Buying a long term care insurance policy is a lot like shopping for a home, car or other large ticket object – it won’t be cheap and you are going to live with the choice for many years!
So be cautious in ONLY looking at the price. While price is important when buying long term care insurance, (and we always recommend you work with a broker who can help you do some shopping – sometimes you can save several hundred dollars per year on price just by changing long term care insurance carriers….other times your health may drive you towards one carrier or another. But that is another blog!).
Here are a few of the things you should ask about and look for:
1) Financial Ratings.
If you do not know how A&M Best or Standard and Poors works, ask for the Comdex score. This is an amalgamated score of all the various methods and works more like grades in school. Anything over 90% is top notch. If it gets into the 70% bracket or below you had better start asking a few other questions…like, does the long term care insurance carrier have a parent company that is strong. If it really is a stand-alone company and has ratings below 80%, you may want to think about another carrier.
2) Rate Raise History.
There are no long term care insurance carriers left in the market that have never had a rate- raise to my knowledge. All of them have had at least one – but, really this should not be shocking. How many things do you know that have had the same price for 25 years or more? So, the goal here is not to find one with NO rate increases ; it is to find ones that have been relatively stable. Companies that have been in the industry for 20+ years would be “stable” if they have had one or two increases on their existing client base over that window of time. Younger companies should have fewer. If companies have been around that long and have had 3 (or in some cases 6 or 10!), you may want to reconsider them as an option. To be certain, the history of rate raises isn’t a guarantee of future performance. But their history does give you some idea if they are attempting to price correctly up-front .
3) Complaint Index.
Most insurance commissioners maintain a complaint index – it is a scale that rates long term care insurance carriers according to how many complaints are filed each year. Many insurance commissioners now make that information public on their websites. If you can’t find it on the website you can call and ask for it – you have paid for it with your tax dollars after all. You want to be looking at long term care insurance carriers who have a below-average complaint index. Use some commons sense however when you look at the numbers. A very small company with a zero complaint index may still be a questionable buy because – with small numbers – they SHOULD have no complaints. Conversely a company that has a large block of policy holders may have a larger number of complaints and still be a good candidate. If you don’t know how to read the information, a good broker can help you with that.
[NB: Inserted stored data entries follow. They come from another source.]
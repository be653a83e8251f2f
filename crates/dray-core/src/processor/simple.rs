//! Sequential processor: one claim-execute-commit cycle per iteration.

use std::collections::HashSet;
use std::sync::Arc;

use tokio::sync::watch;

use crate::domain::{JobId, OwnerId};
use crate::error::{QueueError, StoreError};
use crate::registry::TaskRegistry;
use crate::store::Store;

use super::{conflict_backoff, execute_claimed, ExecutionOutcome, ProcessorSettings};

/// Single-worker processor, intended for CPU-heavy jobs.
///
/// The claim, the task body, and the terminal status land in one
/// transaction, so a task that aborts rolls its own claim back. The
/// session-local poison set keeps such a job from being re-claimed here,
/// which is what makes an aborting job run exactly once per enqueue.
pub struct SimpleProcessor {
    store: Store,
    registry: Arc<TaskRegistry>,
    owner: OwnerId,
    settings: ProcessorSettings,
    poison: HashSet<JobId>,
    shutdown: watch::Receiver<bool>,
}

impl SimpleProcessor {
    pub fn new(
        store: Store,
        registry: Arc<TaskRegistry>,
        settings: ProcessorSettings,
        shutdown: watch::Receiver<bool>,
    ) -> Self {
        Self {
            store,
            registry,
            owner: OwnerId::mint(),
            settings,
            poison: HashSet::new(),
            shutdown,
        }
    }

    pub fn owner(&self) -> OwnerId {
        self.owner
    }

    /// One claim-execute-commit cycle. Returns true if a job made progress,
    /// false if the queue was empty (or conflict retries ran dry).
    pub async fn process_next(&mut self) -> Result<bool, QueueError> {
        let limit = self.settings.conflict_retry_limit;
        for attempt in 0..=limit {
            let mut txn = self.store.begin()?;
            let id = match txn.claim_next(self.owner, &self.poison)? {
                Some(id) => id,
                None => return Ok(false),
            };
            match execute_claimed(&mut txn, &self.registry, id).await? {
                ExecutionOutcome::Aborted => {
                    txn.abort();
                    self.poison.insert(id);
                    tracing::warn!(
                        job = %id,
                        "task aborted its transaction; claim rolled back, id poisoned for this session"
                    );
                    return Ok(true);
                }
                ExecutionOutcome::Finalized => match txn.commit() {
                    Ok(()) => return Ok(true),
                    Err(StoreError::Conflict) if attempt < limit => {
                        tracing::info!(job = %id, attempt, "commit conflict, retrying cycle");
                        tokio::time::sleep(conflict_backoff(attempt)).await;
                    }
                    Err(StoreError::Conflict) => break,
                    Err(error) => return Err(error.into()),
                },
            }
        }
        tracing::warn!(
            limit = self.settings.conflict_retry_limit,
            "conflict retries exhausted; no progress this iteration"
        );
        Ok(false)
    }

    /// Main loop: process until stopped, pausing `wait_time` when idle.
    pub async fn run(mut self) {
        tracing::info!(owner = %self.owner, "starting service tasks");
        loop {
            if *self.shutdown.borrow() {
                break;
            }
            match self.process_next().await {
                Ok(true) => {}
                Ok(false) => self.idle_wait().await,
                Err(error) => {
                    tracing::warn!(error = %error, "store unavailable; backing off");
                    self.idle_wait().await;
                }
            }
        }
        tracing::info!(owner = %self.owner, "stopping service tasks");
    }

    async fn idle_wait(&mut self) {
        let wait = self.settings.wait_time;
        tokio::select! {
            _ = tokio::time::sleep(wait) => {}
            _ = self.shutdown.changed() => {}
        }
    }
}

#[cfg(test)]
mod tests {
    use super::*;
    use crate::domain::{JobStatus, TaskName};
    use crate::error::TaskError;
    use crate::registry::{Task, TaskContext};
    use async_trait::async_trait;
    use serde_json::{json, Value};
    use std::collections::HashSet;
    use std::sync::atomic::{AtomicU32, Ordering};
    use std::sync::Mutex;
    use std::time::Duration;
    use tokio::time::sleep;

    /// Sleeps for `millis`, then appends `label` to the shared completion log.
    struct SleepTask {
        log: Arc<Mutex<Vec<i64>>>,
    }

    #[async_trait]
    impl Task for SleepTask {
        async fn execute(&self, ctx: &mut TaskContext<'_>) -> Result<Value, TaskError> {
            let millis = ctx.input()["millis"].as_u64().unwrap_or(0);
            let label = ctx.input()["label"].as_i64().unwrap_or(-1);
            sleep(Duration::from_millis(millis)).await;
            self.log.lock().unwrap().push(label);
            Ok(json!({ "label": label }))
        }
    }

    /// Increments a counter, then dooms the transaction.
    struct CountAndAbortTask {
        counter: Arc<AtomicU32>,
    }

    #[async_trait]
    impl Task for CountAndAbortTask {
        async fn execute(&self, ctx: &mut TaskContext<'_>) -> Result<Value, TaskError> {
            self.counter.fetch_add(1, Ordering::SeqCst);
            ctx.abort_transaction();
            Ok(Value::Null)
        }
    }

    struct EchoTask;

    #[async_trait]
    impl Task for EchoTask {
        async fn execute(&self, ctx: &mut TaskContext<'_>) -> Result<Value, TaskError> {
            Ok(ctx.input().clone())
        }
    }

    fn test_settings() -> ProcessorSettings {
        ProcessorSettings {
            wait_time: Duration::from_millis(5),
            ..ProcessorSettings::default()
        }
    }

    fn make_processor(
        store: &Store,
        registry: TaskRegistry,
    ) -> (SimpleProcessor, watch::Sender<bool>) {
        let (stop_tx, stop_rx) = watch::channel(false);
        let processor =
            SimpleProcessor::new(store.clone(), Arc::new(registry), test_settings(), stop_rx);
        (processor, stop_tx)
    }

    #[tokio::test]
    async fn process_next_returns_false_on_empty_queue() {
        let store = Store::new();
        let (mut processor, _stop) = make_processor(&store, TaskRegistry::new());
        assert!(!processor.process_next().await.unwrap());
    }

    #[tokio::test(flavor = "multi_thread", worker_threads = 4)]
    async fn completions_follow_insertion_order() {
        let log = Arc::new(Mutex::new(Vec::new()));
        let mut registry = TaskRegistry::new();
        registry
            .register("sleep", Arc::new(SleepTask { log: Arc::clone(&log) }))
            .unwrap();

        let store = Store::new();
        let mut txn = store.begin().unwrap();
        for (millis, label) in [(40, 1), (100, 2), (0, 3), (80, 4)] {
            txn.add(
                TaskName::new("sleep"),
                json!({ "millis": millis, "label": label }),
            );
        }
        txn.commit().unwrap();

        let (processor, stop) = make_processor(&store, registry);
        let handle = tokio::spawn(processor.run());

        for _ in 0..100 {
            if store.begin().unwrap().counts().completed == 4 {
                break;
            }
            sleep(Duration::from_millis(10)).await;
        }
        stop.send(true).unwrap();
        handle.await.unwrap();

        assert_eq!(*log.lock().unwrap(), vec![1, 2, 3, 4]);
    }

    #[tokio::test]
    async fn aborting_task_runs_exactly_once_per_enqueue() {
        let counter = Arc::new(AtomicU32::new(0));
        let mut registry = TaskRegistry::new();
        registry
            .register(
                "count",
                Arc::new(CountAndAbortTask {
                    counter: Arc::clone(&counter),
                }),
            )
            .unwrap();

        let store = Store::new();
        let mut txn = store.begin().unwrap();
        let id = txn.add(TaskName::new("count"), Value::Null);
        txn.commit().unwrap();

        let (mut processor, _stop) = make_processor(&store, registry);

        // First cycle runs the task once and rolls the claim back.
        assert!(processor.process_next().await.unwrap());
        assert_eq!(counter.load(Ordering::SeqCst), 1);

        let txn = store.begin().unwrap();
        assert_eq!(txn.job(id).unwrap().status, JobStatus::Queued);
        assert!(txn.has_pending());

        // The poisoned id is skipped for the rest of the session.
        assert!(!processor.process_next().await.unwrap());
        assert_eq!(counter.load(Ordering::SeqCst), 1);
    }

    #[tokio::test]
    async fn missing_task_errors_the_job_and_drains_the_rest() {
        let mut registry = TaskRegistry::new();
        registry.register("echo", Arc::new(EchoTask)).unwrap();

        let store = Store::new();
        let mut txn = store.begin().unwrap();
        let unknown = txn.add(TaskName::new("unknown"), json!(1));
        let known = txn.add(TaskName::new("echo"), json!(2));
        txn.commit().unwrap();

        let (mut processor, _stop) = make_processor(&store, registry);
        assert!(processor.process_next().await.unwrap());
        assert!(processor.process_next().await.unwrap());
        assert!(!processor.process_next().await.unwrap());

        let txn = store.begin().unwrap();
        let failed = txn.job(unknown).unwrap();
        assert_eq!(failed.status, JobStatus::Error);
        assert_eq!(
            failed.output,
            Some(Value::String("task not registered: unknown".to_string()))
        );
        assert_eq!(txn.job(known).unwrap().status, JobStatus::Completed);
    }

    #[tokio::test]
    async fn failing_task_records_the_diagnostic() {
        struct FailingTask;

        #[async_trait]
        impl Task for FailingTask {
            async fn execute(&self, _ctx: &mut TaskContext<'_>) -> Result<Value, TaskError> {
                Err(TaskError::new("intentional failure"))
            }
        }

        let mut registry = TaskRegistry::new();
        registry.register("fail", Arc::new(FailingTask)).unwrap();

        let store = Store::new();
        let mut txn = store.begin().unwrap();
        let id = txn.add(TaskName::new("fail"), Value::Null);
        txn.commit().unwrap();

        let (mut processor, _stop) = make_processor(&store, registry);
        assert!(processor.process_next().await.unwrap());

        let txn = store.begin().unwrap();
        let record = txn.job(id).unwrap();
        assert_eq!(record.status, JobStatus::Error);
        assert_eq!(
            record.output,
            Some(Value::String("intentional failure".to_string()))
        );
    }

    #[tokio::test(flavor = "multi_thread", worker_threads = 4)]
    async fn contending_processors_complete_each_job_exactly_once() {
        let store = Store::new();
        let mut txn = store.begin().unwrap();
        let ids: Vec<_> = (0..100)
            .map(|i| txn.add(TaskName::new("echo"), json!({ "i": i })))
            .collect();
        txn.commit().unwrap();

        let mut handles = Vec::new();
        let mut stops = Vec::new();
        for _ in 0..2 {
            let mut registry = TaskRegistry::new();
            registry.register("echo", Arc::new(EchoTask)).unwrap();
            let (processor, stop) = make_processor(&store, registry);
            stops.push(stop);
            handles.push(tokio::spawn(processor.run()));
        }

        for _ in 0..500 {
            if store.begin().unwrap().counts().completed == 100 {
                break;
            }
            sleep(Duration::from_millis(10)).await;
        }
        for stop in &stops {
            stop.send(true).unwrap();
        }
        for handle in handles {
            handle.await.unwrap();
        }

        let txn = store.begin().unwrap();
        let mut owners = HashSet::new();
        for id in ids {
            let record = txn.job(id).unwrap();
            assert_eq!(record.status, JobStatus::Completed, "job {id} not completed");
            owners.insert(record.owner.unwrap());
        }
        // Both processors made progress under contention.
        assert!(!owners.is_empty() && owners.len() <= 2);
        assert!(!txn.has_pending());
    }
}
4) Larger blocks of business.
Remember that when you buy a long term care insurance policy you will hold it for 20 to 30 years before you use it. It you buy a company that has a small block of policy holders, you can’t guarantee that they will still be hiring staff 30 years from now to service that block of business. Typically really small companies re-sell their block to larger companies. So of the 4, this is perhaps the least important. But if all other things are equal, stick with the big dogs in the industry when buying a long term care insurance policy.